Collected data
_ _ _ _

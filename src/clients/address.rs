use std::collections::HashMap;

use async_trait::async_trait;

use super::wire::{
    AckResponse, AddressFilterRequest, AddressIdsRequest, AddressUpdateRequest, AddressesResponse, CountResponse,
    GroupIdRequest, HostListResponse,
};
use super::BackendClient;
use crate::errors::ConsoleError;
use crate::models::{ScanGroupAddress, ScanGroupAddressFilter, ScanGroupHostList, UserContext};
use crate::services::{AddressService, Scoped};

pub struct AddressClient {
    backend: BackendClient,
}

impl AddressClient {
    pub fn new(backend: BackendClient) -> Self {
        Self { backend }
    }

    async fn ids_call(
        &self,
        op: &str,
        path: &str,
        ctx: &UserContext,
        group_id: i32,
        address_ids: &[i64],
        ignore_value: Option<bool>,
    ) -> Result<Scoped<()>, ConsoleError> {
        let req = AddressIdsRequest {
            user_context: ctx.into(),
            group_id,
            address_ids: address_ids.to_vec(),
            ignore_value,
        };
        let resp: AckResponse = self.backend.call(op, path, &req).await?;
        Ok(Scoped::new(resp.org_id, ()))
    }
}

#[async_trait]
impl AddressService for AddressClient {
    async fn get(
        &self,
        ctx: &UserContext,
        filter: &ScanGroupAddressFilter,
    ) -> Result<Scoped<Vec<ScanGroupAddress>>, ConsoleError> {
        let req = AddressFilterRequest { user_context: ctx.into(), filter: filter.clone() };
        let resp: AddressesResponse = self.backend.call("address.get", "/address/get", &req).await?;
        Ok(Scoped::new(resp.org_id, resp.addresses))
    }

    async fn get_host_list(
        &self,
        ctx: &UserContext,
        filter: &ScanGroupAddressFilter,
    ) -> Result<Scoped<Vec<ScanGroupHostList>>, ConsoleError> {
        let req = AddressFilterRequest { user_context: ctx.into(), filter: filter.clone() };
        let resp: HostListResponse = self.backend.call("address.hosts", "/address/hosts", &req).await?;
        Ok(Scoped::new(resp.org_id, resp.host_list))
    }

    async fn count(&self, ctx: &UserContext, group_id: i32) -> Result<Scoped<usize>, ConsoleError> {
        let req = GroupIdRequest { user_context: ctx.into(), group_id };
        let resp: CountResponse = self.backend.call("address.count", "/address/count", &req).await?;
        Ok(Scoped::new(resp.org_id, resp.count))
    }

    async fn update(
        &self,
        ctx: &UserContext,
        addrs: HashMap<String, ScanGroupAddress>,
    ) -> Result<Scoped<usize>, ConsoleError> {
        let req = AddressUpdateRequest { user_context: ctx.into(), address: addrs };
        let resp: CountResponse = self.backend.call("address.update", "/address/update", &req).await?;
        Ok(Scoped::new(resp.org_id, resp.count))
    }

    async fn delete(&self, ctx: &UserContext, group_id: i32, address_ids: &[i64]) -> Result<Scoped<()>, ConsoleError> {
        self.ids_call("address.delete", "/address/delete", ctx, group_id, address_ids, None).await
    }

    async fn ignore(
        &self,
        ctx: &UserContext,
        group_id: i32,
        address_ids: &[i64],
        ignore_value: bool,
    ) -> Result<Scoped<()>, ConsoleError> {
        self.ids_call("address.ignore", "/address/ignore", ctx, group_id, address_ids, Some(ignore_value)).await
    }
}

_ _ _ _

§ **About this exercise**
With nothing omitted, set down all of the records again.

§ **Written answer**
filename src/clients/address.rs
use std::collections::HashMap;

use async_trait::async_trait;

use super::wire::{
    AckResponse, AddressFilterRequest, AddressIdsRequest, AddressUpdateRequest, AddressesResponse, CountResponse,
    GroupIdRequest, HostListResponse,
};
use super::BackendClient;
use crate::errors::ConsoleError;
use crate::models::{ScanGroupAddress, ScanGroupAddressFilter, ScanGroupHostList, UserContext};
use crate::services::{AddressService, Scoped};

pub struct AddressClient {
    backend: BackendClient,
}

impl AddressClient {
    pub fn new(backend: BackendClient) -> Self {
        Self { backend }
    }

    async fn ids_call(
        &self,
        op: &str,
        path: &str,
        ctx: &UserContext,
        group_id: i32,
        address_ids: &[i64],
        ignore_value: Option<bool>,
    ) -> Result<Scoped<()>, ConsoleError> {
        let req = AddressIdsRequest {
            user_context: ctx.into(),
            group_id,
            address_ids: address_ids.to_vec(),
            ignore_value,
        };
        let resp: AckResponse = self.backend.call(op, path, &req).await?;
        Ok(Scoped::new(resp.org_id, ()))
    }
}

#[async_trait]
impl AddressService for AddressClient {
    async fn get(
        &self,
        ctx: &UserContext,
        filter: &ScanGroupAddressFilter,
    ) -> Result<Scoped<Vec<ScanGroupAddress>>, ConsoleError> {
        let req = AddressFilterRequest { user_context: ctx.into(), filter: filter.clone() };
        let resp: AddressesResponse = self.backend.call("address.get", "/address/get", &req).await?;
        Ok(Scoped::new(resp.org_id, resp.addresses))
    }

    async fn get_host_list(
        &self,
        ctx: &UserContext,
        filter: &ScanGroupAddressFilter,
    ) -> Result<Scoped<Vec<ScanGroupHostList>>, ConsoleError> {
        let req = AddressFilterRequest { user_context: ctx.into(), filter: filter.clone() };
        let resp: HostListResponse = self.backend.call("address.hosts", "/address/hosts", &req).await?;
        Ok(Scoped::new(resp.org_id, resp.host_list))
    }

    async fn count(&self, ctx: &UserContext, group_id: i32) -> Result<Scoped<usize>, ConsoleError> {
        let req = GroupIdRequest { user_context: ctx.into(), group_id };
        let resp: CountResponse = self.backend.call("address.count", "/address/count", &req).await?;
        Ok(Scoped::new(resp.org_id, resp.count))
    }

    async fn update(
        &self,
        ctx: &UserContext,
        addrs: HashMap<String, ScanGroupAddress>,
    ) -> Result<Scoped<usize>, ConsoleError> {
        let req = AddressUpdateRequest { user_context: ctx.into(), address: addrs };
        let resp: CountResponse = self.backend.call("address.update", "/address/update", &req).await?;
        Ok(Scoped::new(resp.org_id, resp.count))
    }

    async fn delete(&self, ctx: &UserContext, group_id: i32, address_ids: &[i64]) -> Result<Scoped<()>, ConsoleError> {
        self.ids_call("address.delete", "/address/delete", ctx, group_id, address_ids, None).await
    }

    async fn ignore(
        &self,
        ctx: &UserContext,
        group_id: i32,
        address_ids: &[i64],
        ignore_value: bool,
    ) -> Result<Scoped<()>, ConsoleError> {
        self.ids_call("address.ignore", "/address/ignore", ctx, group_id, address_ids, Some(ignore_value)).await
    }
}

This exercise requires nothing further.